As I came down the Highgate Hill,
The Highgate Hill, the Highgate Hill,
As I came down the Highgate Hill
I met the sun’s bravado,
And saw below me, fold on fold,
Grey to pearl and pearl to gold,
This London like a land of old,
The land of Eldorado.
Henry Bashford—Romances.

Veni Gotham, ubi multos,
Si non omnes, vidi stultos.
I came to Gotham, where I saw many who were fools, if not all.
Richard Brathwait—Drunken Barnaby’s Journal.

A mighty mass of brick, and smoke, and shipping,
Dirty and dusty, but as wide as eye
Could reach, with here and there a sail just skipping
In sight, then lost amidst the forestry
Of masts; a wilderness of steeples peeping
On tiptoe through their sea-coal canopy;
A huge, dun cupola, like a foolscap crown
On a fool’s head—and there is London Town.
Byron—Don Juan. Canto X. St. 82.

London is the clearing-house of the world.
Jos. Chamberlain—Speech, Guildhall, London. Jan. 19, 1904.

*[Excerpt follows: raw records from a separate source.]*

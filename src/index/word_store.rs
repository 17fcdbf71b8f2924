// Copyright 2025-present Harīṣh Tummalachērla
// SPDX-License-Identifier: Apache-2.0

//! Sorted words packed into one separator-delimited buffer.
//!
//! Instead of a suffix for every character, only word starts matter:
//! completions always begin at a word boundary. So every word is stored once,
//! prefixed by the separator, and the index keeps the byte offset of each
//! leading separator.
//!
//! ```text
//! words (sorted): so, soap, soapy, soupy        SEP = ·
//!
//! buffer:  · s o · s o a p · s o a p y · s o u p y ·
//! offset:  0       3         8            14          20
//! word_starts = [0, 3, 8, 14]
//! ```
//!
//! # INVARIANTS
//!
//! 1. **DELIMITED**: every word is preceded by exactly one separator, and the
//!    buffer ends with a separator. Words never contain the separator.
//! 2. **ASCENDING**: `word_starts` is strictly increasing, and entry `i` points
//!    at the separator in front of the `i`-th word in code point order.
//!
//! Because every stored word carries the same leading separator, the order of
//! `SEP + word` strings equals the order of the words, which is what makes
//! binary search over `word_starts` valid.
//!
//! # Offsets
//!
//! Offsets are UTF-8 byte offsets. Comparison is byte-wise, which for valid
//! UTF-8 is exactly Unicode code point order.

use std::cmp::Ordering;
use std::ops::Range;

use tracing::debug;

#[cfg(feature = "parallel")]
use rayon::prelude::*;

use crate::error::{CompletionError, Result};
use crate::search::{leftmost_match, rightmost_match};

/// Concatenated word buffer plus the offset of every word's leading separator.
#[derive(Debug, Clone, PartialEq, Eq)]
pub struct WordStore {
    buffer: String,
    word_starts: Vec<usize>,
    separator: char,
}

/// Reject words that cannot be stored: empty ones, and ones containing `separator`.
///
/// `index` is reported back so callers can find the offending input.
pub fn check_word(index: usize, word: &str, separator: char) -> Result<()> {
    if word.is_empty() {
        return Err(CompletionError::InvalidWord {
            index,
            reason: "word is empty",
        });
    }
    if word.contains(separator) {
        return Err(CompletionError::InvalidWord {
            index,
            reason: "word contains the separator",
        });
    }
    Ok(())
}

/// Permutation that puts `words` in code point order. Stable for duplicates.
pub(crate) fn sorted_order<S: AsRef<str> + Sync>(words: &[S]) -> Vec<usize> {
    let mut order: Vec<usize> = (0..words.len()).collect();
    #[cfg(feature = "parallel")]
    {
        order.par_sort_by(|&a, &b| words[a].as_ref().cmp(words[b].as_ref()));
    }
    #[cfg(not(feature = "parallel"))]
    {
        order.sort_by(|&a, &b| words[a].as_ref().cmp(words[b].as_ref()));
    }
    order
}

impl WordStore {
    /// Validate, sort and pack `words`.
    pub fn build<S: AsRef<str> + Sync>(words: &[S], separator: char) -> Result<Self> {
        for (index, word) in words.iter().enumerate() {
            check_word(index, word.as_ref(), separator)?;
        }
        let order = sorted_order(words);
        Ok(Self::from_sorted(
            order.iter().map(|&i| words[i].as_ref()),
            separator,
        ))
    }

    /// Pack words that are already validated and sorted.
    pub(crate) fn from_sorted<'a, W>(words: W, separator: char) -> Self
    where
        W: IntoIterator<Item = &'a str>,
        W::IntoIter: ExactSizeIterator,
    {
        let words = words.into_iter();
        let mut word_starts = Vec::with_capacity(words.len());
        let mut buffer = String::new();
        for word in words {
            word_starts.push(buffer.len());
            buffer.push(separator);
            buffer.push_str(word);
        }
        buffer.push(separator);

        debug!(
            words = word_starts.len(),
            buffer_bytes = buffer.len(),
            "packed word store"
        );
        let store = Self {
            buffer,
            word_starts,
            separator,
        };
        crate::verify::check_word_store(&store);
        store
    }

    /// Restore a store from its persisted parts.
    ///
    /// Offsets are always bounds-checked, so a hostile payload cannot make
    /// later queries panic. With `verify` set, the full layout is checked too:
    /// words are non-empty, separator-free, contiguous and sorted.
    pub fn from_parts(
        buffer: String,
        word_starts: Vec<usize>,
        separator: char,
        verify: bool,
    ) -> Result<Self> {
        let sep_len = separator.len_utf8();
        if !buffer.ends_with(separator) {
            return Err(CompletionError::config(
                "word buffer must end with the separator",
            ));
        }

        let mut previous: Option<usize> = None;
        for (i, &offset) in word_starts.iter().enumerate() {
            if previous.is_some_and(|p| offset <= p) {
                return Err(CompletionError::config(format!(
                    "word start offsets not ascending at position {}",
                    i
                )));
            }
            let on_separator = offset + sep_len <= buffer.len()
                && buffer.is_char_boundary(offset)
                && buffer[offset..].starts_with(separator);
            if !on_separator {
                return Err(CompletionError::config(format!(
                    "word start offset {} at position {} does not point at a separator",
                    offset, i
                )));
            }
            previous = Some(offset);
        }

        let store = Self {
            buffer,
            word_starts,
            separator,
        };
        if verify {
            store.verify_layout()?;
        }
        Ok(store)
    }

    /// Deep layout check used when restoring untrusted snapshots.
    fn verify_layout(&self) -> Result<()> {
        let sep_len = self.separator.len_utf8();
        if self.word_starts.first().is_some_and(|&first| first != 0) {
            return Err(CompletionError::config(
                "first word must start at offset 0",
            ));
        }
        for (i, &offset) in self.word_starts.iter().enumerate() {
            let expected_end = self
                .word_starts
                .get(i + 1)
                .copied()
                .unwrap_or(self.buffer.len() - sep_len);
            let end = self.word_end(offset);
            if end != expected_end || end == offset + sep_len {
                return Err(CompletionError::config(format!(
                    "word {} is empty or not followed by the next word",
                    i
                )));
            }
        }
        for i in 1..self.word_starts.len() {
            if self.word_at(i - 1) > self.word_at(i) {
                return Err(CompletionError::config(format!(
                    "words not sorted at position {}",
                    i
                )));
            }
        }
        Ok(())
    }

    pub fn len(&self) -> usize {
        self.word_starts.len()
    }

    pub fn is_empty(&self) -> bool {
        self.word_starts.is_empty()
    }

    pub fn separator(&self) -> char {
        self.separator
    }

    /// The concatenated buffer, `SEP w0 SEP w1 ... SEP`.
    pub fn buffer(&self) -> &str {
        &self.buffer
    }

    pub fn word_starts(&self) -> &[usize] {
        &self.word_starts
    }

    pub fn into_parts(self) -> (String, Vec<usize>, char) {
        (self.buffer, self.word_starts, self.separator)
    }

    /// Half-open range of sorted word indices whose words start with `prefix`.
    ///
    /// An empty prefix matches every word. A prefix containing the separator
    /// matches nothing, since no stored word contains it.
    pub fn prefix_bounds(&self, prefix: &str) -> Range<usize> {
        if prefix.contains(self.separator) {
            return 0..0;
        }
        let mut target = String::with_capacity(prefix.len() + self.separator.len_utf8());
        target.push(self.separator);
        target.push_str(prefix);
        let target = target.as_bytes();

        let cmp = |&offset: &usize, target: &[u8]| self.compare_at(offset, target);
        let left = leftmost_match(&self.word_starts, target, cmp);
        let right = rightmost_match(&self.word_starts, target, cmp).map_or(0, |i| i + 1);
        left..right.max(left)
    }

    /// Compare the stored `SEP + word` at `offset`, cut to `target.len()`
    /// bytes, against `target`.
    ///
    /// The cut never crosses the word's closing separator. Without that, a
    /// short word followed by the next word's separator and letters could
    /// compare as a longer match.
    fn compare_at(&self, offset: usize, target: &[u8]) -> Ordering {
        let end = offset
            .saturating_add(target.len())
            .min(self.word_end(offset));
        self.buffer.as_bytes()[offset..end].cmp(target)
    }

    /// Byte offset of the separator closing the word whose leading separator is at `offset`.
    #[inline]
    fn word_end(&self, offset: usize) -> usize {
        let body = offset + self.separator.len_utf8();
        self.buffer[body..]
            .find(self.separator)
            .map_or(self.buffer.len(), |pos| body + pos)
    }

    /// Word at sorted position `index`.
    pub fn word_at(&self, index: usize) -> Option<&str> {
        let offset = *self.word_starts.get(index)?;
        let start = offset + self.separator.len_utf8();
        Some(&self.buffer[start..self.word_end(offset)])
    }

    /// Words in `range`, in sorted order.
    pub fn words_in(&self, range: Range<usize>) -> impl Iterator<Item = &str> + '_ {
        range.filter_map(move |i| self.word_at(i))
    }

    /// Every word, in sorted order.
    pub fn words(&self) -> impl Iterator<Item = &str> + '_ {
        self.words_in(0..self.len())
    }
}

If the parks be “the lungs of London” we wonder what Greenwich Fair is—a periodical breaking out, we suppose—a sort of spring rash.
Dickens—Greenwich Fair.

London is a roost for every bird.
Benj. Disraeli—Lothair. Ch. XI.

London is the epitome of our times, and the Rome of to-day.
Emerson—English Traits. Result.

He was born within the sound of Bow-bell.
Fuller—Gnomologia.

London! the needy villain’s general home,
The common sewer of Paris and of Rome!
With eager thirst, by folly or by fate,
Sucks in the dregs of each corrupted state.
Samuel Johnson—London. L. 93.

Then in town let me live, and in town let me die
For I own I can’t relish the country, not I.
If I must have a villa in summer to dwell,
Oh give me the sweet shady side of Pall Mall.
Captain Morris—The Contrast.

The way was long and weary,
But gallantly they strode,
A country lad and lassie,
Along the heavy road.
The night was dark and stormy,
But blithe of heart were they,
For shining in the distance
The lights of London lay.
O gleaming lights of London, that gem of the city’s crown;
What fortunes be within you, O Lights of London Town!
George R. Sims. Song in Lights of London.

The lungs of London. (Parks)
Windham. Debate in House of Commons. June 30, 1808, attributes it to Lord Chatham.